**What to work on:** Needed from the entries below: every line that holds the word "DbConnection".

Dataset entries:
· · · ·

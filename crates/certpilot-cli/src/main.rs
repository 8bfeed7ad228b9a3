//! certpilot - certificate lifecycle engine
//!
//! Runs the renewal scheduler and exposes the manual operations an operator
//! needs from a shell: renewing a certificate, deploying to a target and
//! checking DNS provider credentials.

mod commands;

use clap::{Parser, Subcommand};
use commands::{
    DeployCommand, GenerateKeyCommand, RenewCommand, RunOnceCommand, ServeCommand, TestDnsCommand,
};
use tracing_subscriber::{layer::SubscriberExt, Layer};

#[derive(Parser)]
#[command(author, version, about, long_about = None)]
struct Cli {
    /// Log level (trace, debug, info, warn, error)
    #[arg(long, default_value = "info", env = "CERTPILOT_LOG_LEVEL", global = true)]
    log_level: String,

    /// Log format: compact, full
    #[arg(
        long,
        default_value = "compact",
        env = "CERTPILOT_LOG_FORMAT",
        global = true
    )]
    log_format: String,

    #[command(subcommand)]
    command: Commands,
}

#[derive(Subcommand)]
enum Commands {
    /// Run the renewal scheduler until Ctrl-C
    Serve(ServeCommand),
    /// Run a single scheduler cycle and wait for its workers
    RunOnce(RunOnceCommand),
    /// Renew one certificate now
    Renew(RenewCommand),
    /// Deploy a certificate through one deploy config
    Deploy(DeployCommand),
    /// Test the credentials of a DNS provider
    TestDns(TestDnsCommand),
    /// Print a new encryption key
    GenerateKey(GenerateKeyCommand),
}

fn log_filter(level: &str) -> anyhow::Result<tracing_subscriber::EnvFilter> {
    // RUST_LOG wins when set
    if std::env::var("RUST_LOG").is_ok() {
        return Ok(tracing_subscriber::EnvFilter::try_from_default_env()?);
    }
    Ok(tracing_subscriber::EnvFilter::new(format!(
        "certpilot={level},\
         certpilot_cli={level},\
         certpilot_core={level},\
         certpilot_certificates={level},\
         certpilot_dns={level},\
         certpilot_deployer={level},\
         certpilot_database={level},\
         certpilot_migrations={level},\
         instant_acme=warn,\
         sqlx=warn,\
         sea_orm=warn,\
         sea_orm_migration=warn,\
         h2=warn,\
         hyper=warn,\
         reqwest=warn,\
         rustls=warn",
        level = level
    )))
}

fn main() -> anyhow::Result<()> {
    let cli = Cli::parse();

    let fmt_layer = match cli.log_format.as_str() {
        "full" => tracing_subscriber::fmt::layer()
            .with_target(true)
            .with_thread_ids(false)
            .with_thread_names(false)
            .boxed(),
        _ => tracing_subscriber::fmt::layer()
            .compact()
            .with_target(false)
            .with_thread_ids(false)
            .with_thread_names(false)
            .boxed(),
    };
    let subscriber = tracing_subscriber::registry()
        .with(log_filter(&cli.log_level)?)
        .with(fmt_layer);
    tracing::subscriber::set_global_default(subscriber)?;

    match cli.command {
        Commands::Serve(cmd) => cmd.execute(),
        Commands::RunOnce(cmd) => cmd.execute(),
        Commands::Renew(cmd) => cmd.execute(),
        Commands::Deploy(cmd) => cmd.execute(),
        Commands::TestDns(cmd) => cmd.execute(),
        Commands::GenerateKey(cmd) => cmd.execute(),
    }
}

#[cfg(test)]
mod tests {
    use super::*;

    #[test]
    fn test_parses_subcommands() {
        let cli = Cli::try_parse_from(["certpilot", "renew", "7", "--config", "c.yaml"]).unwrap();
        assert!(matches!(cli.command, Commands::Renew(ref cmd) if cmd.certificate_id == 7));
        assert_eq!(cli.log_level, "info");

        let cli = Cli::try_parse_from(["certpilot", "--log-format", "full", "generate-key"]).unwrap();
        assert_eq!(cli.log_format, "full");
        assert!(matches!(cli.command, Commands::GenerateKey(_)));

        assert!(Cli::try_parse_from(["certpilot", "deploy"]).is_err());
    }

    #[test]
    fn test_log_filter_accepts_levels() {
        if std::env::var("RUST_LOG").is_err() {
            assert!(log_filter("debug").is_ok());
        }
    }
}
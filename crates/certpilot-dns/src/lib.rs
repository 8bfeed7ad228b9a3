//! DNS-01 challenge providers for certpilot
//!
//! Each registrar implements [`DnsChallengeProvider`]: present a TXT record,
//! remove it again, and test that the stored credentials work. Providers are
//! built from their stored credentials JSON through [`create_provider`], and
//! [`DnsProviderService`] manages the encrypted provider rows.
//!
//! # Supported registrars
//!
//! - **Aliyun** (Alibaba Cloud DNS, ACS3 signed RPC)
//! - **Cloudflare** (API token or global key + email)
//! - **Huawei** (Huawei Cloud DNS, SDK-HMAC-SHA256 signed REST)
//! - **Route53** (AWS SigV4 signed XML API)

pub mod errors;
pub mod providers;
pub mod services;
pub mod signing;

pub use errors::DnsError;
pub use providers::{
    challenge_record_name, create_provider, relative_name, root_domain, AliyunCredentials,
    AliyunProvider, CloudflareCredentials, CloudflareProvider, DefaultDnsProviderFactory,
    DnsChallengeProvider, DnsProviderFactory, DnsProviderType, HuaweiCredentials, HuaweiProvider,
    mask_config, ProviderCredentials, Route53Credentials, Route53Provider, TXT_RECORD_TTL,
};
pub use services::{
    CreateDnsProviderRequest, DnsProviderInfo, DnsProviderService, UpdateDnsProviderRequest,
};
#[async_trait]
impl CertificateRepository for DefaultCertificateRepository {
    async fn create(&self, new: NewCertificate) -> Result<Certificate, RepositoryError> {
        let model = certificates::ActiveModel {
            name: Set(new.name),
            domain: Set(new.domain),
            san_domains: Set(serde_json::to_value(&new.san_domains)?),
            source_type: Set(new.source_type.to_string()),
            ca_provider: Set(new.ca_provider),
            key_algorithm: Set(new.key_algorithm.to_string()),
            dns_provider_id: Set(new.dns_provider_id),
            acme_email: Set(new.acme_email),
            cloud_account_id: Set(new.cloud_account_id),
            status: Set(new.status.to_string()),
            auto_renew: Set(new.auto_renew),
            renew_days_before: Set(new.renew_days_before),
            ..Default::default()
        };
        let inserted = model.insert(self.db.as_ref()).await?;
        self.load(inserted)
    }

    async fn get(&self, id: i32) -> Result<Option<Certificate>, RepositoryError> {
        certificates::Entity::find_by_id(id)
            .one(self.db.as_ref())
            .await?
            .map(|m| self.load(m))
            .transpose()
    }

    async fn list(&self, filter: &CertificateFilter) -> Result<Page<Certificate>, RepositoryError> {
        let mut query = certificates::Entity::find();
        if let Some(status) = filter.status {
            query = query.filter(certificates::Column::Status.eq(status.as_str()));
        }
        if let Some(source_type) = filter.source_type {
            query = query.filter(certificates::Column::SourceType.eq(source_type.as_str()));
        }
        if let Some(domain) = filter.domain.as_deref().filter(|d| !d.is_empty()) {
            query = query.filter(certificates::Column::Domain.contains(domain));
        }

        let (page, page_size) = normalize_page(filter.page, filter.page_size);
        let paginator = query
            .order_by_desc(certificates::Column::Id)
            .paginate(self.db.as_ref(), page_size);
        let total = paginator.num_items().await?;
        let models = paginator.fetch_page(page - 1).await?;

        Ok(Page {
            items: self.load_all(models)?,
            total,
            page,
            page_size,
        })
    }

    async fn update(
        &self,
        id: i32,
        update: CertificateUpdate,
    ) -> Result<Certificate, RepositoryError> {
        let mut active = self.find_model(id).await?.into_active_model();
        if let Some(name) = update.name {
            active.name = Set(name);
        }
        if let Some(auto_renew) = update.auto_renew {
            active.auto_renew = Set(auto_renew);
        }
        if let Some(days) = update.renew_days_before {
            active.renew_days_before = Set(days);
        }
        if let Some(provider_id) = update.dns_provider_id {
            active.dns_provider_id = Set(Some(provider_id));
        }
        if let Some(email) = update.acme_email {
            active.acme_email = Set(Some(email).filter(|e| !e.is_empty()));
        }
        let updated = active.update(self.db.as_ref()).await?;
        self.load(updated)
    }

    async fn delete(&self, id: i32) -> Result<(), RepositoryError> {
        let result = certificates::Entity::delete_by_id(id)
            .exec(self.db.as_ref())
            .await?;
        if result.rows_affected == 0 {
            return Err(RepositoryError::NotFound(format!("certificate {}", id)));
        }
        Ok(())
    }

    async fn update_status(
        &self,
        id: i32,
        status: CertificateStatus,
        last_error: Option<String>,
    ) -> Result<(), RepositoryError> {
        self.update_columns(
            id,
            vec![
                (certificates::Column::Status, status.as_str().into()),
                (certificates::Column::LastError, last_error.into()),
            ],
        )
        .await
    }

    async fn update_material(
        &self,
        id: i32,
        issued: &IssuedCertificate,
    ) -> Result<(), RepositoryError> {
        let encrypted_key = self.codec.encode(&issued.private_key_pem).map_err(|e| {
            RepositoryError::Encryption(format!("Failed to encrypt private key: {}", e))
        })?;
        let details = &issued.details;

        self.update_columns(
            id,
            vec![
                (
                    certificates::Column::CertificatePem,
                    Some(issued.certificate_pem.clone()).into(),
                ),
                (certificates::Column::PrivateKeyPem, Some(encrypted_key).into()),
                (certificates::Column::ChainPem, issued.chain_pem.clone().into()),
                (certificates::Column::NotBefore, Some(details.not_before).into()),
                (certificates::Column::NotAfter, Some(details.not_after).into()),
                (
                    certificates::Column::Fingerprint,
                    Some(details.fingerprint.clone()).into(),
                ),
                (certificates::Column::Issuer, Some(details.issuer.clone()).into()),
                (certificates::Column::Subject, Some(details.subject.clone()).into()),
                (
                    certificates::Column::Status,
                    CertificateStatus::Active.as_str().into(),
                ),
                (certificates::Column::LastError, Option::<String>::None.into()),
                (certificates::Column::LastRenewAt, Some(now()).into()),
            ],
        )
        .await
    }

    async fn set_cloud_cert_id(
        &self,
        id: i32,
        cloud_cert_id: &str,
    ) -> Result<(), RepositoryError> {
        self.update_columns(
            id,
            vec![(
                certificates::Column::CloudCertId,
                Some(cloud_cert_id.to_string()).into(),
            )],
        )
        .await
    }

    async fn list_expiring(&self, now: UtcDateTime) -> Result<Vec<Certificate>, RepositoryError> {
        let models = certificates::Entity::find()
            .filter(certificates::Column::AutoRenew.eq(true))
            .filter(certificates::Column::Status.ne(CertificateStatus::Error.as_str()))
            .filter(certificates::Column::NotAfter.is_not_null())
            .order_by_asc(certificates::Column::NotAfter)
            .all(self.db.as_ref())
            .await?;

        // renew_days_before differs per row, so the window is checked here
        Ok(Self::summarize_all(models)
            .into_iter()
            .filter(|c| ledger::is_due_for_renewal(c, now))
            .collect())
    }

    async fn list_classifiable(&self) -> Result<Vec<Certificate>, RepositoryError> {
        let models = certificates::Entity::find()
            .filter(certificates::Column::NotAfter.is_not_null())
            .filter(certificates::Column::Status.is_not_in([
                CertificateStatus::Expired.as_str(),
                CertificateStatus::Error.as_str(),
            ]))
            .all(self.db.as_ref())
            .await?;
        Ok(Self::summarize_all(models))
    }

    async fn list_pending_cloud(&self) -> Result<Vec<Certificate>, RepositoryError> {
        let models = certificates::Entity::find()
            .filter(certificates::Column::Status.eq(CertificateStatus::Pending.as_str()))
            .filter(certificates::Column::SourceType.eq(SourceType::Cloud.as_str()))
            .filter(certificates::Column::CloudCertId.is_not_null())
            .filter(certificates::Column::CloudCertId.ne(""))
            .all(self.db.as_ref())
            .await?;
        Ok(Self::summarize_all(models))
    }

    async fn count_by_status(&self) -> Result<HashMap<String, u64>, RepositoryError> {
        let rows: Vec<(String, i64)> = certificates::Entity::find()
            .select_only()
            .column(certificates::Column::Status)
            .column_as(certificates::Column::Id.count(), "count")
            .group_by(certificates::Column::Status)
            .into_tuple()
            .all(self.db.as_ref())
            .await?;
        Ok(rows
            .into_iter()
            .map(|(status, count)| (status, count.max(0) as u64))
            .collect())
    }
}

pub struct DefaultTaskRepository {
    db: Arc<DbConnection>,
}

impl DefaultTaskRepository {
    pub fn new(db: Arc<DbConnection>) -> Self {
        Self { db }
    }

    async fn find(&self, id: i32) -> Result<RenewTask, RepositoryError> {
        renew_tasks::Entity::find_by_id(id)
            .one(self.db.as_ref())
            .await?
            .ok_or_else(|| RepositoryError::NotFound(format!("task {}", id)))?
            .try_into()
    }
}

fn in_flight_statuses() -> [&'static str; 2] {
    [TaskStatus::Pending.as_str(), TaskStatus::Running.as_str()]
}

fn load_tasks(models: Vec<renew_tasks::Model>) -> Result<Vec<RenewTask>, RepositoryError> {
    models.into_iter().map(RenewTask::try_from).collect()
}
//! SSH web server target
//!
//! Uploads the certificate, key and optional chain to a host and reloads
//! the web server. Steps run in a fixed order and stop at the first hard
//! failure; files already uploaded are left in place.

use async_trait::async_trait;
use serde::{Deserialize, Serialize};
use serde_json::Value;
use std::sync::Arc;
use tracing::{debug, info, warn};

use crate::errors::DeployError;
use crate::ssh::{shell_quote, HostDirectory, RemoteShell, ShellConnector};
use crate::target::{CertificateMaterial, DeployTarget, DeployType};

const DEFAULT_SERVER_BIN: &str = "nginx";

#[derive(Debug, Clone, Serialize, Deserialize)]
pub struct SshWebServerConfig {
    pub host_id: i32,
    pub cert_path: String,
    pub key_path: String,
    #[serde(default, skip_serializing_if = "Option::is_none")]
    pub chain_path: Option<String>,
    /// Web server binary, `nginx` when unset
    #[serde(default, alias = "nginx_bin", skip_serializing_if = "Option::is_none")]
    pub server_bin: Option<String>,
    /// Defaults to `<server_bin> -t`
    #[serde(default, skip_serializing_if = "Option::is_none")]
    pub test_command: Option<String>,
    /// Defaults to `<server_bin> -s reload`
    #[serde(default, skip_serializing_if = "Option::is_none")]
    pub reload_command: Option<String>,
    #[serde(default)]
    pub backup_enabled: bool,
    /// Defaults to `<cert dir>/backup`
    #[serde(default, skip_serializing_if = "Option::is_none")]
    pub backup_path: Option<String>,
}

impl SshWebServerConfig {
    pub fn parse(config: &Value) -> Result<Self, DeployError> {
        let parsed: Self = serde_json::from_value(config.clone())
            .map_err(|e| DeployError::InvalidConfig(format!("ssh_web_server: {}", e)))?;

        for (field, path) in [("cert_path", &parsed.cert_path), ("key_path", &parsed.key_path)] {
            if !path.starts_with('/') {
                return Err(DeployError::InvalidConfig(format!(
                    "{} must be an absolute path, got '{}'",
                    field, path
                )));
            }
        }
        if let Some(chain) = &parsed.chain_path {
            if !chain.is_empty() && !chain.starts_with('/') {
                return Err(DeployError::InvalidConfig(format!(
                    "chain_path must be an absolute path, got '{}'",
                    chain
                )));
            }
        }
        Ok(parsed)
    }

    fn server_bin(&self) -> &str {
        self.server_bin
            .as_deref()
            .filter(|b| !b.is_empty())
            .unwrap_or(DEFAULT_SERVER_BIN)
    }

    fn test_command(&self) -> String {
        match self.test_command.as_deref().filter(|c| !c.is_empty()) {
            Some(cmd) => cmd.to_string(),
            None => format!("{} -t", self.server_bin()),
        }
    }

    fn reload_command(&self) -> String {
        match self.reload_command.as_deref().filter(|c| !c.is_empty()) {
            Some(cmd) => cmd.to_string(),
            None => format!("{} -s reload", self.server_bin()),
        }
    }

    fn cert_dir(&self) -> &str {
        parent_dir(&self.cert_path)
    }

    fn backup_dir(&self) -> String {
        match self.backup_path.as_deref().filter(|p| !p.is_empty()) {
            Some(path) => path.to_string(),
            None => format!("{}/backup", self.cert_dir()),
        }
    }

    fn chain_path(&self) -> Option<&str> {
        self.chain_path.as_deref().filter(|p| !p.is_empty())
    }
}

fn parent_dir(path: &str) -> &str {
    match path.rfind('/') {
        Some(0) => "/",
        Some(idx) => &path[..idx],
        None => ".",
    }
}

/// `cert.pem` becomes `cert_<stamp>.pem`
pub(crate) fn backup_file_name(path: &str, stamp: &str) -> String {
    let file = path.rsplit('/').next().unwrap_or(path);
    match file.rfind('.') {
        Some(idx) if idx > 0 => format!("{}_{}{}", &file[..idx], stamp, &file[idx..]),
        _ => format!("{}_{}", file, stamp),
    }
}

pub struct SshWebServerTarget {
    hosts: Arc<dyn HostDirectory>,
    connector: Arc<dyn ShellConnector>,
}

impl SshWebServerTarget {
    pub fn new(hosts: Arc<dyn HostDirectory>, connector: Arc<dyn ShellConnector>) -> Self {
        Self { hosts, connector }
    }

    async fn open(&self, config: &SshWebServerConfig) -> Result<Box<dyn RemoteShell>, DeployError> {
        let host = self.hosts.host(config.host_id).await?;
        self.connector.connect(&host).await
    }

    async fn backup(&self, shell: &dyn RemoteShell, config: &SshWebServerConfig) {
        let dir = config.backup_dir();
        let stamp = chrono::Local::now().format("%Y%m%d%H%M%S").to_string();

        if let Err(e) = shell.execute(&format!("mkdir -p {}", shell_quote(&dir))).await {
            warn!("Skipping certificate backup, cannot create {}: {}", dir, e);
            return;
        }
        for path in [&config.cert_path, &config.key_path] {
            let target = format!("{}/{}", dir, backup_file_name(path, &stamp));
            let cmd = format!(
                "cp {} {} 2>/dev/null || true",
                shell_quote(path),
                shell_quote(&target)
            );
            if let Err(e) = shell.execute(&cmd).await {
                warn!("Backup of {} failed: {}", path, e);
            }
        }
    }
}

#[async_trait]
impl DeployTarget for SshWebServerTarget {
    fn deploy_type(&self) -> DeployType {
        DeployType::SshWebServer
    }

    async fn deploy(
        &self,
        material: &CertificateMaterial,
        config: &Value,
    ) -> Result<(), DeployError> {
        let config = SshWebServerConfig::parse(config)?;
        let shell = self.open(&config).await?;

        shell
            .execute(&format!("mkdir -p {}", shell_quote(config.cert_dir())))
            .await?;

        if config.backup_enabled {
            self.backup(shell.as_ref(), &config).await;
        }

        shell
            .upload(material.certificate_pem.as_bytes(), &config.cert_path)
            .await?;
        shell
            .upload(material.private_key_pem.as_bytes(), &config.key_path)
            .await?;
        if let (Some(chain), Some(chain_path)) = (material.chain(), config.chain_path()) {
            shell.upload(chain.as_bytes(), chain_path).await?;
        }

        shell
            .execute(&format!("chmod 644 {}", shell_quote(&config.cert_path)))
            .await?;
        shell
            .execute(&format!("chmod 600 {}", shell_quote(&config.key_path)))
            .await?;

        shell.execute(&config.test_command()).await?;
        shell.execute(&config.reload_command()).await?;

        info!(
            "Deployed certificate to host {} at {}",
            config.host_id, config.cert_path
        );
        Ok(())
    }

    async fn test(&self, config: &Value) -> Result<(), DeployError> {
        let config = SshWebServerConfig::parse(config)?;
        let shell = self.open(&config).await?;

        shell.execute("echo ok").await?;
        shell
            .execute(&format!("command -v {}", shell_quote(config.server_bin())))
            .await?;
        let dir = shell_quote(config.cert_dir());
        shell
            .execute(&format!("test -w {dir} || mkdir -p {dir}"))
            .await?;

        debug!("ssh_web_server target on host {} is reachable", config.host_id);
        Ok(())
    }
}
use super::context::{ConfigArgs, EngineContext};
use certpilot_certificates::RenewalScheduler;
use clap::Args;
use colored::Colorize;
use std::sync::Arc;
use tracing::info;

#[derive(Args)]
pub struct ServeCommand {
    #[command(flatten)]
    pub config: ConfigArgs,
}

impl ServeCommand {
    pub fn execute(self) -> anyhow::Result<()> {
        let rt = tokio::runtime::Runtime::new()?;
        rt.block_on(self.serve())
    }

    async fn serve(self) -> anyhow::Result<()> {
        let ctx = EngineContext::build(&self.config.config).await?;
        let scheduler = Arc::new(RenewalScheduler::new(
            ctx.engine.clone(),
            ctx.config.scheduler.interval(),
        ));
        scheduler.start().await?;

        println!(
            "{} renewal scheduler running every {}s, press Ctrl-C to stop",
            "certpilot".bright_green().bold(),
            ctx.config.scheduler.interval().as_secs()
        );

        tokio::signal::ctrl_c().await?;
        info!("Shutdown signal received");

        scheduler.stop().await;
        // interrupted tasks are failed by the recovery sweep on next start
        ctx.engine.shutdown().await;
        println!("{}", "Stopped".bright_white());
        Ok(())
    }
}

· · · ·

**Solution to this task:**
    db: Arc<DbConnection>,
    pub fn new(db: Arc<DbConnection>) -> Self {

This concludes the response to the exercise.